### Exercise objective
In the data that follows, find the line with "definition and handler"; transcribe it, every later line up to the one with "gap-score --sealed sealed.json --format", and that line as well, exactly and with no others.

### The records

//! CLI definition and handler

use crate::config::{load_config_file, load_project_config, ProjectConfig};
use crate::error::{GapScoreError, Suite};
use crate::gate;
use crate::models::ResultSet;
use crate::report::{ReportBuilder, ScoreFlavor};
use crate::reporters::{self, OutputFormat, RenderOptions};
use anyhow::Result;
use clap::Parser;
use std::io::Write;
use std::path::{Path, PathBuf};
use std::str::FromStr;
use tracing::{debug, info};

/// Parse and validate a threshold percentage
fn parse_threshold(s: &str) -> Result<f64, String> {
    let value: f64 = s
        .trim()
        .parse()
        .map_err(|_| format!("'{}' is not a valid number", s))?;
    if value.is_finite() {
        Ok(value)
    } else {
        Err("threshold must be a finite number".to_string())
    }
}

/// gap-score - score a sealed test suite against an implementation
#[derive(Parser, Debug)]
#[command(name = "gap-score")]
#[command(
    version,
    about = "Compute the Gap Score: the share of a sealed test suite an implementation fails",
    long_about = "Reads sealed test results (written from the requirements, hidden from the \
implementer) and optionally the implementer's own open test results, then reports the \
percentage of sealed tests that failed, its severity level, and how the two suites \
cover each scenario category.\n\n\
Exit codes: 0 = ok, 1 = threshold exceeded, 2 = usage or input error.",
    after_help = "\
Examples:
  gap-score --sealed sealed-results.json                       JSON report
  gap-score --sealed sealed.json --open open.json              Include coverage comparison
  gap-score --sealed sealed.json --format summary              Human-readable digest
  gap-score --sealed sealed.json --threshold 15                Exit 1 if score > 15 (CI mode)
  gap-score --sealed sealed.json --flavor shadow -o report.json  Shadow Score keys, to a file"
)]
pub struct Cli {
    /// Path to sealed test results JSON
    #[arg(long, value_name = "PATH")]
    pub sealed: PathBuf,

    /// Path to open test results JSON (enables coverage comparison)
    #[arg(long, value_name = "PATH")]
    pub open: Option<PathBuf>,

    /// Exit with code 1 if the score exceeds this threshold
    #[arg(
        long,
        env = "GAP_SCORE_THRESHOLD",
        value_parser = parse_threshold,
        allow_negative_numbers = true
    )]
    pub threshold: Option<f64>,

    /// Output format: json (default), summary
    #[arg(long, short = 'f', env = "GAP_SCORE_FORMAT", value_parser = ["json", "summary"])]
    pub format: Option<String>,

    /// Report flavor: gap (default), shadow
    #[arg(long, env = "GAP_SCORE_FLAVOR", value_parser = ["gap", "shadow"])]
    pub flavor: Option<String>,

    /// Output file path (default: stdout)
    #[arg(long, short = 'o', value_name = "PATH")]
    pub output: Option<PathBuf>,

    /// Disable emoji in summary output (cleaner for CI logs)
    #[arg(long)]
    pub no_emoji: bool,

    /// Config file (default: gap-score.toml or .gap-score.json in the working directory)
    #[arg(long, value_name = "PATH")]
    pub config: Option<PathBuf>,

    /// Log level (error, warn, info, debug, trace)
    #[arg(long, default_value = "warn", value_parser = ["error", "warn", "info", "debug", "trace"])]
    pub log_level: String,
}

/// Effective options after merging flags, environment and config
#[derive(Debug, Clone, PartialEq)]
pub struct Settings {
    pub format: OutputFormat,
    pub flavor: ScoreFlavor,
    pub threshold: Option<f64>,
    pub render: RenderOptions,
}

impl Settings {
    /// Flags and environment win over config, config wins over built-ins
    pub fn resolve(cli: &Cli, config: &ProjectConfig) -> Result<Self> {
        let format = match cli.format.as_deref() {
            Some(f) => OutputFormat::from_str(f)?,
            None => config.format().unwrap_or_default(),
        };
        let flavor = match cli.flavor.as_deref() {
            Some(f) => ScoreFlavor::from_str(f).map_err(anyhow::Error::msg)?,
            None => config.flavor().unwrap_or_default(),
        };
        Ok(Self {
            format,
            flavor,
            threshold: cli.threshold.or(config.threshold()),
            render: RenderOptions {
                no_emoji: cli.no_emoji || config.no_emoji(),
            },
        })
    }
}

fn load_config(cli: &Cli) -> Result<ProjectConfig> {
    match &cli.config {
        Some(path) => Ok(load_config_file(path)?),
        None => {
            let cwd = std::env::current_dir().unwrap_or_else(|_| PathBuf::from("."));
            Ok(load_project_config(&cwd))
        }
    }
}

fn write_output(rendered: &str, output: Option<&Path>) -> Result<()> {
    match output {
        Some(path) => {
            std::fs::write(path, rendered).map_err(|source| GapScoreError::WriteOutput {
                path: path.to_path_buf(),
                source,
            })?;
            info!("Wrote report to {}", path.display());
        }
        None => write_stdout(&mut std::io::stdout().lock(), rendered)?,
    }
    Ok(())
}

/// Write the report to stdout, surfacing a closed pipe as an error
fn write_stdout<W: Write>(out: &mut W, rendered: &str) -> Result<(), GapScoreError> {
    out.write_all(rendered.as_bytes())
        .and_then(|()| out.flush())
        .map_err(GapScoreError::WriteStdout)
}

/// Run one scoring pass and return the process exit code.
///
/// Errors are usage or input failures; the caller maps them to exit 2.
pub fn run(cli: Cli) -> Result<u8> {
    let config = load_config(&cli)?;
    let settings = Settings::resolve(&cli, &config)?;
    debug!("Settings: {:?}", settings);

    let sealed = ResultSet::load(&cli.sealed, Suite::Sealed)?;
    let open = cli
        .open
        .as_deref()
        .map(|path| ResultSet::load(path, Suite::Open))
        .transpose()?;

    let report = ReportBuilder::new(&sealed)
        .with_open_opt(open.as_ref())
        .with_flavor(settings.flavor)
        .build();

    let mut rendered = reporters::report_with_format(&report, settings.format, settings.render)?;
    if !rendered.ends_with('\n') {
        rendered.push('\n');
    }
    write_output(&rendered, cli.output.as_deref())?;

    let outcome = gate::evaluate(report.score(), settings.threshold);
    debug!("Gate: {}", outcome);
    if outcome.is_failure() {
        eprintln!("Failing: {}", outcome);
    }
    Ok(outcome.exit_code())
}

...

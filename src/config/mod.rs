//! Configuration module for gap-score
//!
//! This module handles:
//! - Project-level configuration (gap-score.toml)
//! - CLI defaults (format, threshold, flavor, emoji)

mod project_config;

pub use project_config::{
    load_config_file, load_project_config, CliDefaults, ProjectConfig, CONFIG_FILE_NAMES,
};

### Worked solution
//! CLI definition and handler

use crate::config::{load_config_file, load_project_config, ProjectConfig};
use crate::error::{GapScoreError, Suite};
use crate::gate;
use crate::models::ResultSet;
use crate::report::{ReportBuilder, ScoreFlavor};
use crate::reporters::{self, OutputFormat, RenderOptions};
use anyhow::Result;
use clap::Parser;
use std::io::Write;
use std::path::{Path, PathBuf};
use std::str::FromStr;
use tracing::{debug, info};

/// Parse and validate a threshold percentage
fn parse_threshold(s: &str) -> Result<f64, String> {
    let value: f64 = s
        .trim()
        .parse()
        .map_err(|_| format!("'{}' is not a valid number", s))?;
    if value.is_finite() {
        Ok(value)
    } else {
        Err("threshold must be a finite number".to_string())
    }
}

/// gap-score - score a sealed test suite against an implementation
#[derive(Parser, Debug)]
#[command(name = "gap-score")]
#[command(
    version,
    about = "Compute the Gap Score: the share of a sealed test suite an implementation fails",
    long_about = "Reads sealed test results (written from the requirements, hidden from the \
implementer) and optionally the implementer's own open test results, then reports the \
percentage of sealed tests that failed, its severity level, and how the two suites \
cover each scenario category.\n\n\
Exit codes: 0 = ok, 1 = threshold exceeded, 2 = usage or input error.",
    after_help = "\
Examples:
  gap-score --sealed sealed-results.json                       JSON report
  gap-score --sealed sealed.json --open open.json              Include coverage comparison
  gap-score --sealed sealed.json --format summary              Human-readable digest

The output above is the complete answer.